[Stored data entries]
********
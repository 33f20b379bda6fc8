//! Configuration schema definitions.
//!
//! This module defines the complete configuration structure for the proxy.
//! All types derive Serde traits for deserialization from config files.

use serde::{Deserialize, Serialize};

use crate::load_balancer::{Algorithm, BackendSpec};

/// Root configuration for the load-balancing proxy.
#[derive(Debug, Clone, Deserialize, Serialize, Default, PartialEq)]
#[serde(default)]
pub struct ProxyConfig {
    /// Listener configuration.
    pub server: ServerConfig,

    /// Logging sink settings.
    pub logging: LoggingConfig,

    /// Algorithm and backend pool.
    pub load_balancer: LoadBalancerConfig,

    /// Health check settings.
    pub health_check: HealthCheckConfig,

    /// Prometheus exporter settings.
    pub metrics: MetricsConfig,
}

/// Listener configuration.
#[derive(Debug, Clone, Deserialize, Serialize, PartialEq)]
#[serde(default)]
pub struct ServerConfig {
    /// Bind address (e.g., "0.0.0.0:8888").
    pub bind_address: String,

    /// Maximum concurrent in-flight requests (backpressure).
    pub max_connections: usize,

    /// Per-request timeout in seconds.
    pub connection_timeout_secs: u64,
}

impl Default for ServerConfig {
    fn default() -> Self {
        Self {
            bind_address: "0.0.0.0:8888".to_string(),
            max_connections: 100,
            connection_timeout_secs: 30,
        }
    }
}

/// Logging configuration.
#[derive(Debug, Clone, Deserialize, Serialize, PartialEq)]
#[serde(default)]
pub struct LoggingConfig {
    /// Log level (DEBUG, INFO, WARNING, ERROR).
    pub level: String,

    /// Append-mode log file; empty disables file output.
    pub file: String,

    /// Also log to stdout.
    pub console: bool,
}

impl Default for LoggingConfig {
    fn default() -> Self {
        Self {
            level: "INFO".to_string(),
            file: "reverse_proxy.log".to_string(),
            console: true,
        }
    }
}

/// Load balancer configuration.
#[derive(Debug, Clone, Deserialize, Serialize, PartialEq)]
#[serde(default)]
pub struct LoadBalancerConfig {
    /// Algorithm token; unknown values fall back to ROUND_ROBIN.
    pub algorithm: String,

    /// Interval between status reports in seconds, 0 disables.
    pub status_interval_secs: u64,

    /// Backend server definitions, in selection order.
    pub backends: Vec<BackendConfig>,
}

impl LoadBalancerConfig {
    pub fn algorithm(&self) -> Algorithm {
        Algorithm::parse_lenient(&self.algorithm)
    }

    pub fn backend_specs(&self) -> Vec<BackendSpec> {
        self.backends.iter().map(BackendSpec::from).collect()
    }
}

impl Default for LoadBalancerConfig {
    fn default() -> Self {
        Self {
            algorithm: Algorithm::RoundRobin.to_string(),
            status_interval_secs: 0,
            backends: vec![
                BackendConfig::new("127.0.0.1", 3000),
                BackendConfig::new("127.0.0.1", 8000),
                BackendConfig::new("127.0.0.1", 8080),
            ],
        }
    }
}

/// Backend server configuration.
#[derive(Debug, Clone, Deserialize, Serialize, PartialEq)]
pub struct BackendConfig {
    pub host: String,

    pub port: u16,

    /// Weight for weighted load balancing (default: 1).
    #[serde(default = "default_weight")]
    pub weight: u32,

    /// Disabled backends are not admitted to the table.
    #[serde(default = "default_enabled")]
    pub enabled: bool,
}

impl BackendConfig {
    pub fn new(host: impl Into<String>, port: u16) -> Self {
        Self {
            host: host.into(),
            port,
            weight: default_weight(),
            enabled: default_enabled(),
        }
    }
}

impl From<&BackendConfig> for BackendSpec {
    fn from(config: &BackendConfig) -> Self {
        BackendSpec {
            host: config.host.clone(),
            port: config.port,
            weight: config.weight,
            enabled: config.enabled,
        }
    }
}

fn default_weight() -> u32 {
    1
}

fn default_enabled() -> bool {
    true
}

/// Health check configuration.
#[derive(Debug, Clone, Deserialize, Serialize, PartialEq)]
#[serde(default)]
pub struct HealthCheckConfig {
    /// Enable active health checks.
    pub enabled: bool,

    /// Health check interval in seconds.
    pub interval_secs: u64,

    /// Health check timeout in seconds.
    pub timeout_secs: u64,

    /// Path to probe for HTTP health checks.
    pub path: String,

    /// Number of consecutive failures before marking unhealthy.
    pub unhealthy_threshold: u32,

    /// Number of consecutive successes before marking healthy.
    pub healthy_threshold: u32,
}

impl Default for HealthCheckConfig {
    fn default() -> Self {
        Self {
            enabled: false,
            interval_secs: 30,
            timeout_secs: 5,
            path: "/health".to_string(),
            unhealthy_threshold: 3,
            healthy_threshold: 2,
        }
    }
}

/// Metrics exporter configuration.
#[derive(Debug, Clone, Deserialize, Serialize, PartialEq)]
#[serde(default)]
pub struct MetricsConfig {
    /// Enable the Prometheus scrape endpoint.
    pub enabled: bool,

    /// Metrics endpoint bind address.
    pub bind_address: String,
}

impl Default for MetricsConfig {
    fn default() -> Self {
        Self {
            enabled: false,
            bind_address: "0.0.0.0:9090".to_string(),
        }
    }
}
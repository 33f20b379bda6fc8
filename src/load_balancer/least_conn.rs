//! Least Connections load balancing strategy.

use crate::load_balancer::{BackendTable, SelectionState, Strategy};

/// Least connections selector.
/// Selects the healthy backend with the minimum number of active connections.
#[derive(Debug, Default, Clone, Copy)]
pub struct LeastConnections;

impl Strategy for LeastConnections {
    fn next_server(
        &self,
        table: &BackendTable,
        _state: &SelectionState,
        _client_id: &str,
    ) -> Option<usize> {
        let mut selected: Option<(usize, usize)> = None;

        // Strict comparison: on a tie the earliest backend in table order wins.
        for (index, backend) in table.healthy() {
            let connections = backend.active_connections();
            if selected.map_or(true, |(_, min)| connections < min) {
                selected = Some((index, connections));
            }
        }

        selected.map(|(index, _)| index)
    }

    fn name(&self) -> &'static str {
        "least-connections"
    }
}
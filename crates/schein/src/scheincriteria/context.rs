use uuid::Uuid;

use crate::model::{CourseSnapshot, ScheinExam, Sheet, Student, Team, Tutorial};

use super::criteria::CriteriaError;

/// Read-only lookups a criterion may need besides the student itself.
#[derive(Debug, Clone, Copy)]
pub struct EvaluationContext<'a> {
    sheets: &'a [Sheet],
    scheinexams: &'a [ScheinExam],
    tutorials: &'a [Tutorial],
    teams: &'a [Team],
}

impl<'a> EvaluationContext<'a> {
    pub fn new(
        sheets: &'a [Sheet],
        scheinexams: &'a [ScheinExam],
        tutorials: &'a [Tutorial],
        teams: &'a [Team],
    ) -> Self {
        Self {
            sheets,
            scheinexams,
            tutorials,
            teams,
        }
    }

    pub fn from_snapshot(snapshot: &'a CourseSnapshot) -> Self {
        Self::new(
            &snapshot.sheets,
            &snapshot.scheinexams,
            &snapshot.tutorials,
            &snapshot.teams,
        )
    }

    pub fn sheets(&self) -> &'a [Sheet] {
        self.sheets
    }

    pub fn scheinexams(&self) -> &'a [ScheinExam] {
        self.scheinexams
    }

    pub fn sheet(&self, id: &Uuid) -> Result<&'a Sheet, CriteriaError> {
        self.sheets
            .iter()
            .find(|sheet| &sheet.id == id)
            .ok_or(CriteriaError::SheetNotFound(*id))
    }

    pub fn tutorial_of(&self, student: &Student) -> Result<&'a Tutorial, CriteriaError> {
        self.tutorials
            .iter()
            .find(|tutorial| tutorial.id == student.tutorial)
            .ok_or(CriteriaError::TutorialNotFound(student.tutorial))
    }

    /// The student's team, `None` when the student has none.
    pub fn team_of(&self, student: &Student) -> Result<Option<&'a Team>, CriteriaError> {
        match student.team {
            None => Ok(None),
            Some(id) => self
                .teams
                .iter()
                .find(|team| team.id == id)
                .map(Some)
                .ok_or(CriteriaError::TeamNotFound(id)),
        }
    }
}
********
▸ Task details
The lines in the entries above that carry the word "ServerConfig" must be copied.

▸ Finished task
    pub server: ServerConfig,
pub struct ServerConfig {
impl Default for ServerConfig {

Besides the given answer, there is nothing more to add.